I can record all 16 tracks (8 analog MOTU, 8 ADAT) and the system is still fully stable, and pretty responsive. I can record 8 tracks no problem at all. I use LOGIC Platinum 5.3, and the latency is so low I have even used the system as the sole mixing desk for live shows, many times, using only software monitoring and mixing (through LOGIC). I highly recommend this setup, as I have used it even overseas w/no backup and had virtually no problems. I can play back ~24 tracks, plus loads of FX, off the internal hard disk alone without overloads. The concerts I've recorded/mixed have all been in excess of 2 hours each, using at least 8 tracks each.

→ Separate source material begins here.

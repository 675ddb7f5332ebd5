// Application layer: wires adapters and the sync core into a user session.

pub mod session;

pub use session::EnrollmentSession;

If you have a 4200 RPM drive I'd still expect you could do 8 tracks, but prob. not 16. I use a buffer size of between 96 and 256 depending on the demand and how my system wants to behave on a given day. I've never had to go over 512, and even that is completely bearable (at least on my system). Using an external firewire hard disk will also increase your track count and performance, sometimes significantly. I've had negative experiences with Que drives with video though, so I'd suspect them for audio too, but it may be just the one drive I got which is exhibiting other wierdness too.

Hope this helps.

Justin
10-04-2002, 08:10 AM
If you're going this route, I'd suggest a external hard drive to avoid stress and issues with your internal system drive. Something like the Glyph Companion would work nicely.